(Items listed in a dataset)
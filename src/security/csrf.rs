use std::time::Duration;

use rand::{RngCore, rngs::OsRng};
use subtle::ConstantTimeEq;

use crate::{
    Method,
    http::{Cookie, HttpError, Request},
    middleware::{BoxFuture, Middleware, Next, Outcome},
};

use super::PathPattern;

/// Cookie that carries the issued token back to the client.
pub const TOKEN_COOKIE: &str = "X-XSRF-TOKEN";

/// Lifetime of an issued token cookie.
pub const TOKEN_TTL: Duration = Duration::from_secs(9 * 3600);

/// Length of a generated token before hex encoding.
const TOKEN_BYTES: usize = 32;

/// Double-submit cookie CSRF verification.
///
/// For every request whose method is in the checked set (by default only
/// `POST`) and whose path matches none of the exclusion patterns, the token
/// previously issued in the [`TOKEN_COOKIE`] cookie must equal the token the
/// client submits. The submitted token is read from, in order:
///
/// 1. the `X-CSRF-TOKEN` header,
/// 2. the `X-XSRF-TOKEN` header,
/// 3. the `_token` field of the parsed body.
///
/// The first non-empty value wins. A missing cookie, a missing submission, or
/// a mismatch fails with [`HttpError::TokenMismatch`] (status 419) and the
/// downstream stages never run.
///
/// Every request that passes gets a freshly generated token attached to the
/// outgoing response, so the token rotates on each successful request. This
/// includes safe methods and excluded paths, which is how clients obtain
/// their first token.
///
/// # Examples
///
/// ```rust
/// use tandem::security::VerifyCsrfToken;
///
/// let csrf = VerifyCsrfToken::new()
///     .except("/webhooks/*")
///     .except("/login");
/// ```
pub struct VerifyCsrfToken {
    except: Vec<PathPattern>,
    methods: Vec<Method>,
}

impl Default for VerifyCsrfToken {
    fn default() -> Self {
        Self::new()
    }
}

impl VerifyCsrfToken {
    /// Creates a stage that checks `POST` requests on every path.
    pub fn new() -> Self {
        Self {
            except: Vec::new(),
            methods: vec![Method::Post],
        }
    }

    /// Excludes paths matching `pattern` from the token check.
    ///
    /// Patterns are exact paths or contain `*` wildcards; they are tried in
    /// the order they were added.
    #[must_use]
    pub fn except(mut self, pattern: &str) -> Self {
        self.except.push(PathPattern::parse(pattern));
        self
    }

    /// Adds `method` to the set of methods that require a valid token.
    #[must_use]
    pub fn check_method(mut self, method: Method) -> Self {
        if !self.methods.contains(&method) {
            self.methods.push(method);
        }
        self
    }

    fn requires_check(&self, request: &Request) -> bool {
        self.methods.contains(request.method())
            && !self.except.iter().any(|p| p.matches(request.path()))
    }

    fn verify(&self, request: &Request) -> Result<(), HttpError> {
        let Some(expected) = request.cookie(TOKEN_COOKIE) else {
            tracing::debug!(path = request.path(), "csrf cookie missing");
            return Err(HttpError::TokenMismatch);
        };
        let Some(submitted) = submitted_token(request) else {
            tracing::debug!(path = request.path(), "csrf token not submitted");
            return Err(HttpError::TokenMismatch);
        };
        if bool::from(submitted.as_bytes().ct_eq(expected.as_bytes())) {
            Ok(())
        } else {
            tracing::debug!(path = request.path(), "csrf token mismatch");
            Err(HttpError::TokenMismatch)
        }
    }
}

impl Middleware for VerifyCsrfToken {
    fn handle<'a>(&'a self, request: Request, next: Next<'a>) -> BoxFuture<'a, Outcome> {
        Box::pin(async move {
            if self.requires_check(&request) {
                if let Err(err) = self.verify(&request) {
                    return Err(err);
                }
            }

            let cookie = Cookie::new(TOKEN_COOKIE, generate_token())
                .expires_in(TOKEN_TTL)
                .path("/");
            next.run(request)
                .await
                .map(|response| response.with_cookie(cookie))
        })
    }

    fn name(&self) -> &'static str {
        "csrf"
    }
}

fn submitted_token(request: &Request) -> Option<String> {
    ["X-CSRF-TOKEN", "X-XSRF-TOKEN"]
        .iter()
        .find_map(|name| request.header(name).filter(|v| !v.is_empty()))
        .map(str::to_owned)
        .or_else(|| {
            request
                .post("_token")
                .and_then(|v| v.as_str())
                .filter(|v| !v.is_empty())
                .map(str::to_owned)
        })
}

/// 32 random bytes from the OS generator, hex encoded.
pub fn generate_token() -> String {
    let mut bytes = [0u8; TOKEN_BYTES];
    OsRng.fill_bytes(&mut bytes);
    hex::encode(bytes)
}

### Problem description
An exact restatement of the data is required.

### Response
filename src/security/csrf.rs
use std::time::Duration;

use rand::{RngCore, rngs::OsRng};
use subtle::ConstantTimeEq;

use crate::{
    Method,
    http::{Cookie, HttpError, Request},
    middleware::{BoxFuture, Middleware, Next, Outcome},
};

use super::PathPattern;

/// Cookie that carries the issued token back to the client.
pub const TOKEN_COOKIE: &str = "X-XSRF-TOKEN";

/// Lifetime of an issued token cookie.
pub const TOKEN_TTL: Duration = Duration::from_secs(9 * 3600);

/// Length of a generated token before hex encoding.
const TOKEN_BYTES: usize = 32;

/// Double-submit cookie CSRF verification.
///
/// For every request whose method is in the checked set (by default only
/// `POST`) and whose path matches none of the exclusion patterns, the token
/// previously issued in the [`TOKEN_COOKIE`] cookie must equal the token the
/// client submits. The submitted token is read from, in order:
///
/// 1. the `X-CSRF-TOKEN` header,
/// 2. the `X-XSRF-TOKEN` header,
/// 3. the `_token` field of the parsed body.
///
/// The first non-empty value wins. A missing cookie, a missing submission, or
/// a mismatch fails with [`HttpError::TokenMismatch`] (status 419) and the
/// downstream stages never run.
///
/// Every request that passes gets a freshly generated token attached to the
/// outgoing response, so the token rotates on each successful request. This
/// includes safe methods and excluded paths, which is how clients obtain
/// their first token.
///
/// # Examples
///
/// ```rust
/// use tandem::security::VerifyCsrfToken;
///
/// let csrf = VerifyCsrfToken::new()
///     .except("/webhooks/*")
///     .except("/login");
/// ```
pub struct VerifyCsrfToken {
    except: Vec<PathPattern>,
    methods: Vec<Method>,
}

impl Default for VerifyCsrfToken {
    fn default() -> Self {
        Self::new()
    }
}

impl VerifyCsrfToken {
    /// Creates a stage that checks `POST` requests on every path.
    pub fn new() -> Self {
        Self {
            except: Vec::new(),
            methods: vec![Method::Post],
        }
    }

    /// Excludes paths matching `pattern` from the token check.
    ///
    /// Patterns are exact paths or contain `*` wildcards; they are tried in
    /// the order they were added.
    #[must_use]
    pub fn except(mut self, pattern: &str) -> Self {
        self.except.push(PathPattern::parse(pattern));
        self
    }

    /// Adds `method` to the set of methods that require a valid token.
    #[must_use]
    pub fn check_method(mut self, method: Method) -> Self {
        if !self.methods.contains(&method) {
            self.methods.push(method);
        }
        self
    }

    fn requires_check(&self, request: &Request) -> bool {
        self.methods.contains(request.method())
            && !self.except.iter().any(|p| p.matches(request.path()))
    }

    fn verify(&self, request: &Request) -> Result<(), HttpError> {
        let Some(expected) = request.cookie(TOKEN_COOKIE) else {
            tracing::debug!(path = request.path(), "csrf cookie missing");
            return Err(HttpError::TokenMismatch);
        };
        let Some(submitted) = submitted_token(request) else {
            tracing::debug!(path = request.path(), "csrf token not submitted");
            return Err(HttpError::TokenMismatch);
        };
        if bool::from(submitted.as_bytes().ct_eq(expected.as_bytes())) {
            Ok(())
        } else {
            tracing::debug!(path = request.path(), "csrf token mismatch");
            Err(HttpError::TokenMismatch)
        }
    }
}

impl Middleware for VerifyCsrfToken {
    fn handle<'a>(&'a self, request: Request, next: Next<'a>) -> BoxFuture<'a, Outcome> {
        Box::pin(async move {
            if self.requires_check(&request) {
                if let Err(err) = self.verify(&request) {
                    return Err(err);
                }
            }

            let cookie = Cookie::new(TOKEN_COOKIE, generate_token())
                .expires_in(TOKEN_TTL)
                .path("/");
            next.run(request)
                .await
                .map(|response| response.with_cookie(cookie))
        })
    }

    fn name(&self) -> &'static str {
        "csrf"
    }
}

fn submitted_token(request: &Request) -> Option<String> {
    ["X-CSRF-TOKEN", "X-XSRF-TOKEN"]
        .iter()
        .find_map(|name| request.header(name).filter(|v| !v.is_empty()))
        .map(str::to_owned)
        .or_else(|| {
            request
                .post("_token")
                .and_then(|v| v.as_str())
                .filter(|v| !v.is_empty())
                .map(str::to_owned)
        })
}

/// 32 random bytes from the OS generator, hex encoded.
pub fn generate_token() -> String {
    let mut bytes = [0u8; TOKEN_BYTES];
    OsRng.fill_bytes(&mut bytes);
    hex::encode(bytes)
}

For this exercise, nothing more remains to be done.